Ma entre shi et ya (le ma de yama et de shima)
25Toutes les conceptions spatiales et les trajets s’organisent à partir de là. L’agglomération villageoise est en général et traditionnellement située au bord de la mer, au fond d’une crique, adossée à des montagnes qui l’encerclent comme une enceinte naturelle. La mer et le rivage tiennent un rôle primordial évident : lieu d’entrée et de sortie sur l’île, sphère d’activité halieutique et marchande... C’est donc logique si le domaine maritime fut d’abord, dans les Ryûkyû, assimilé au paradis, ou Niraikanai .
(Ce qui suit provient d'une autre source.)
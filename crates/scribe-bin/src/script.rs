//! Replay script parsing.
//!
//! One step per line; blank lines and `#` comments are skipped:
//!
//! ```text
//! input <text>             surface text becomes <text> (escapes \n \t \\), then `input`
//! key <combo>              keydown, e.g. Tab, shift+Tab, ctrl+k, meta+z, ctrl+shift+z
//! cursor <n>               caret at char offset n
//! nocursor                 surface reports no selection
//! wait <ms>                let real time (and timers) pass
//! compose start|update|end composition events
//! ```

use std::time::Duration;

use core_events::{Event, ParseKeyError, RawKeyEvent, SurfaceEdit, SurfaceEvent};
use thiserror::Error;

#[derive(Debug, Clone, Copy, PartialEq, Eq)]
pub enum CompositionPhase {
    Start,
    Update,
    End,
}

#[derive(Debug, Clone, PartialEq, Eq)]
pub enum ScriptStep {
    Input(String),
    Key(RawKeyEvent),
    Cursor(Option<usize>),
    Wait(Duration),
    Compose(CompositionPhase),
}

impl ScriptStep {
    /// Channel events for this step; `Wait` produces none.
    pub fn into_events(self) -> Vec<Event> {
        match self {
            ScriptStep::Input(text) => {
                let end = text.chars().count();
                vec![
                    Event::SurfaceEdit(SurfaceEdit::SetText(text)),
                    Event::SurfaceEdit(SurfaceEdit::SetCursor(Some(end))),
                    Event::Surface(SurfaceEvent::Input),
                ]
            }
            ScriptStep::Key(raw) => vec![Event::Surface(SurfaceEvent::KeyDown(raw))],
            ScriptStep::Cursor(at) => vec![Event::SurfaceEdit(SurfaceEdit::SetCursor(at))],
            ScriptStep::Wait(_) => Vec::new(),
            ScriptStep::Compose(phase) => vec![Event::Surface(match phase {
                CompositionPhase::Start => SurfaceEvent::CompositionStart,
                CompositionPhase::Update => SurfaceEvent::CompositionUpdate,
                CompositionPhase::End => SurfaceEvent::CompositionEnd,
            })],
        }
    }
}

#[derive(Debug, Error, PartialEq, Eq)]
#[error("script line {line}: {kind}")]
pub struct ScriptError {
    pub line: usize,
    pub kind: ScriptErrorKind,
}

#[derive(Debug, Error, PartialEq, Eq)]
pub enum ScriptErrorKind {
    #[error("unknown command `{0}`")]
    UnknownCommand(String),
    #[error("`{0}` needs an argument")]
    MissingArgument(&'static str),
    #[error("`{0}` is not a non-negative integer")]
    InvalidNumber(String),
    #[error(transparent)]
    InvalidKey(#[from] ParseKeyError),
    #[error("unknown composition phase `{0}` (expected start, update or end)")]
    UnknownPhase(String),
    #[error("unsupported escape `\\{0}`")]
    BadEscape(char),
    #[error("dangling `\\` at end of text")]
    DanglingEscape,
}

pub fn parse_script(source: &str) -> Result<Vec<ScriptStep>, ScriptError> {
    let mut steps = Vec::new();
    for (idx, raw_line) in source.lines().enumerate() {
        let line = raw_line.trim_end_matches('\r');
        let trimmed = line.trim_start();
        if trimmed.is_empty() || trimmed.starts_with('#') {
            continue;
        }
        let step = parse_line(trimmed).map_err(|kind| ScriptError {
            line: idx + 1,
            kind,
        })?;
        steps.push(step);
    }
    Ok(steps)
}

fn parse_line(line: &str) -> Result<ScriptStep, ScriptErrorKind> {
    let (command, rest) = line.split_once(' ').unwrap_or((line, ""));
    match command {
        // Text is taken verbatim after the single separating space.
        "input" => Ok(ScriptStep::Input(unescape(rest)?)),
        "key" => {
            let combo = required("key", rest)?;
            Ok(ScriptStep::Key(RawKeyEvent::parse(combo)?))
        }
        "cursor" => {
            let n = required("cursor", rest)?;
            Ok(ScriptStep::Cursor(Some(number::<usize>(n)?)))
        }
        "nocursor" => Ok(ScriptStep::Cursor(None)),
        "wait" => {
            let ms = required("wait", rest)?;
            Ok(ScriptStep::Wait(Duration::from_millis(number::<u64>(ms)?)))
        }
        "compose" => {
            let phase = match required("compose", rest)? {
                "start" => CompositionPhase::Start,
                "update" => CompositionPhase::Update,
                "end" => CompositionPhase::End,
                other => return Err(ScriptErrorKind::UnknownPhase(other.to_string())),
            };
            Ok(ScriptStep::Compose(phase))
        }
        other => Err(ScriptErrorKind::UnknownCommand(other.to_string())),
    }
}

fn required<'a>(command: &'static str, rest: &'a str) -> Result<&'a str, ScriptErrorKind> {
    let arg = rest.trim();
    if arg.is_empty() {
        Err(ScriptErrorKind::MissingArgument(command))
    } else {
        Ok(arg)
    }
}

fn number<N: std::str::FromStr>(arg: &str) -> Result<N, ScriptErrorKind> {
    arg.parse::<N>().map_err(|_| ScriptErrorKind::InvalidNumber(arg.to_string()))
}

fn unescape(text: &str) -> Result<String, ScriptErrorKind> {
    let mut out = String::with_capacity(text.len());
    let mut chars = text.chars();
    while let Some(c) = chars.next() {
        if c != '\\' {
            out.push(c);
            continue;
        }
        match chars.next() {
            Some('n') => out.push('\n'),
            Some('t') => out.push('\t'),
            Some('\\') => out.push('\\'),
            Some(other) => return Err(ScriptErrorKind::BadEscape(other)),
            None => return Err(ScriptErrorKind::DanglingEscape),
        }
    }
    Ok(out)
}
26Niraikanai peut désigner plusieurs choses.16 Mais le sens qui l’emporte, c’est celui d’une sorte de « paradis » situé par-delà les mers. Il correspond au tokoyo (« le pays éternel ») des Japonais ou à leur ne-no-kuni (« le pays des racines »), dont il est étymologiquement proche (nirai/ nirê/ nîru-ne), notions clefs du monde sacré spatio-temporel,17 Dans un premier temps, Niraikanai structure horizontalement l’espace sacré et profane de deux façons : par le plan des flots, sur lesquels naviguent naturellement les pêcheurs et les marins de la communauté, et par la ligne qui court le long du rivage. Cette ligne est close, à chacune des deux extrémités de la crique, par une avancée de la montagne dans la mer, qui abrite souvent des cimetières, comme dans les shima d’Amami où elles portent le nom de in ou de en (« bordure »). Au cœur de ce shima d’Amami, une place (hiroba ) accueille le miya , le sanctuaire. Du miya part un chemin qui se dirige vers la montagne, et qu’emprunte saisonnièrement la divinité. Ce chemin, qui est donc sacré, est appelé kamimichi (« le chemin des dieux »), et la divinité qui descend sur terre transite par la montagne appelée kamiyama (« montagne divine »).18 Cette terminologie de kamimichi existe aussi ailleurs, comme dans l’île de Miyake-jima (archipel Izu), entre le village de Tsubota et « La Montagne » (O-yama ), nom du volcan de l’île.19
27On constate sans peine dans cette organisation de l’espace l’archétype du culte des montagnes sacrées, ou shintaizan .20 D’ailleurs, le mot d’utaki, qui désigne dans les Ryûkyû les lieux de cultes, quels qu’ils soient et où qu’ils soient, signifie étymologiquement le « pic sacré » (mi-take en japonais). Dans la petite île de Kohama-jima, dans la partie méridionale des Ryûkyû (située dans l’archipel Yaeyama entre Ishigaki-jima et Iriomote-jima ), yama signifie même directement utaki ; on y trouve également l’appelation de wan (ce qui renverrait aussi à la mer car en japonais et en chinois wan égale baie).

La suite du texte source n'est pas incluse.